PHP脆弱性が発表されてたなー、とか思っていたら、 PHP 4.4.1 が早速リリースされていた。対応はやいなぁ。
http://www.php.net/release_4_4_1.php

  • Fixed a Cross Site Scripting (XSS) vulnerability in phpinfo() that could lead f.e. to cookie exposure, when a phpinfo() script is accidently left on a production server.
  • Fixed multiple safe_mode/open_basedir bypass vulnerabilities in ext/curl and ext/gd that could lead to exposure of files normally not accessible due to safe_mode or open_basedir restrictions.
  • Fixed a possible $GLOBALS overwrite problem in file upload handling, extract() and import_request_variables() that could lead to unexpected security holes in scripts assumed secure. (For more information, see here).
  • Fixed a problem when a request was terminated due to memory_limit constraints during certain parse_str() calls. In some cases this can result in register_globals being turned on.

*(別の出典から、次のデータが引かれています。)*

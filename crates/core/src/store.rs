//! Storage seams consumed by the booking services.
//!
//! [`EntityStore`] is a document store: each user and each event (with its
//! embedded slots and attendance) is updated atomically as a whole. There
//! are no multi-document transactions. [`EntityStore::update_event`] is the
//! only conditional write and is what the slot ledger relies on to resolve
//! concurrent bookings.

use async_trait::async_trait;

use crate::event::{Event, EventStatus};
use crate::notification::Notification;
use crate::types::DbId;
use crate::user::{NotificationPreferences, PerformanceSlotRef, User};

/// Failure of the storage backend itself (unreachable, corrupt row, ...).
#[derive(Debug, thiserror::Error)]
pub enum StoreError {
    #[error("Store backend error: {0}")]
    Backend(#[source] Box<dyn std::error::Error + Send + Sync>),

    #[error("Store unavailable: {0}")]
    Unavailable(String),
}

impl StoreError {
    /// Wrap any backend error.
    pub fn backend(err: impl std::error::Error + Send + Sync + 'static) -> Self {
        Self::Backend(Box::new(err))
    }
}

pub type StoreResult<T> = Result<T, StoreError>;

#[async_trait]
pub trait EntityStore: Send + Sync {
    // --- Users ---

    async fn find_user(&self, id: DbId) -> StoreResult<Option<User>>;

    async fn insert_user(&self, user: &User) -> StoreResult<()>;

    /// Comedians with both `enable_notifications` and `available_slot_alerts` on.
    async fn find_slot_alert_recipients(&self) -> StoreResult<Vec<User>>;

    async fn update_notification_preferences(
        &self,
        user_id: DbId,
        prefs: &NotificationPreferences,
    ) -> StoreResult<bool>;

    /// Write the profile fields (`name`, `bio`, `profile_picture`) of `user`.
    async fn update_user_profile(&self, user: &User) -> StoreResult<bool>;

    /// Add to `events_attending` unless already present.
    async fn add_event_attending(&self, user_id: DbId, event_id: DbId) -> StoreResult<bool>;

    async fn remove_event_attending(&self, user_id: DbId, event_id: DbId) -> StoreResult<bool>;

    /// Append to `performance_slots` unless an identical entry exists.
    async fn add_performance_slot(
        &self,
        user_id: DbId,
        entry: PerformanceSlotRef,
    ) -> StoreResult<bool>;

    async fn remove_performance_slot(
        &self,
        user_id: DbId,
        entry: PerformanceSlotRef,
    ) -> StoreResult<bool>;

    async fn add_event_hosting(&self, user_id: DbId, event_id: DbId) -> StoreResult<bool>;

    async fn remove_event_hosting(&self, user_id: DbId, event_id: DbId) -> StoreResult<bool>;

    /// Bulk unlink: pull `event_id` from every attendee's `events_attending`
    /// and every performance-slot entry for `event_id` from every claimant.
    ///
    /// Returns the number of user documents touched.
    async fn unlink_event(
        &self,
        event_id: DbId,
        attendee_ids: &[DbId],
        claimant_ids: &[DbId],
    ) -> StoreResult<u64>;

    /// Overwrite both back-reference lists of a user.
    async fn replace_user_links(
        &self,
        user_id: DbId,
        events_attending: &[DbId],
        performance_slots: &[PerformanceSlotRef],
    ) -> StoreResult<bool>;

    // --- Events ---

    async fn find_event(&self, id: DbId) -> StoreResult<Option<Event>>;

    /// Events ordered by date, optionally filtered by status.
    async fn list_events(&self, status: Option<EventStatus>) -> StoreResult<Vec<Event>>;

    /// Events where the user holds a slot or an attendance entry.
    async fn find_events_involving(&self, user_id: DbId) -> StoreResult<Vec<Event>>;

    async fn insert_event(&self, event: &Event) -> StoreResult<()>;

    /// Write `event` iff the stored version still equals `event.version`.
    ///
    /// On success the stored version becomes `event.version + 1`. Returns
    /// `false` when the document changed since it was read (or is gone).
    async fn update_event(&self, event: &Event) -> StoreResult<bool>;

    /// Delete iff the stored version still equals `event.version`.
    ///
    /// Returns `false` when the document changed since it was read (or is gone).
    async fn delete_event(&self, event: &Event) -> StoreResult<bool>;

    // --- Notifications ---

    async fn insert_notifications(&self, notifications: &[Notification]) -> StoreResult<u64>;

    /// Newest first.
    async fn list_notifications(
        &self,
        recipient_id: DbId,
        unread_only: bool,
        limit: i64,
    ) -> StoreResult<Vec<Notification>>;

    async fn find_notification(&self, id: DbId) -> StoreResult<Option<Notification>>;

    async fn count_unread_notifications(&self, recipient_id: DbId) -> StoreResult<i64>;

    async fn mark_notification_read(&self, id: DbId) -> StoreResult<bool>;

    async fn mark_all_notifications_read(&self, recipient_id: DbId) -> StoreResult<u64>;

    async fn delete_notification(&self, id: DbId) -> StoreResult<bool>;
}

/// Binary object storage for event images.
#[async_trait]
pub trait BlobStore: Send + Sync {
    /// Store `bytes` and return the generated filename.
    async fn put(&self, bytes: Vec<u8>, content_type: &str) -> StoreResult<String>;

    async fn delete(&self, filename: &str) -> StoreResult<()>;
}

  • Fixed an issue with trailing slashes in allowed basedirs. They were ignored by open_basedir checks, so that specified basedirs were handled as prefixes and not as full directory names.
  • Fixed an issue with calling virtual() on Apache 2. This allowed bypassing of certain configuration directives like safe_mode or open_basedir.
  • Updated to the latest pcrelib to fix a possible integer overflow vulnerability announced in CAN-2005-2491.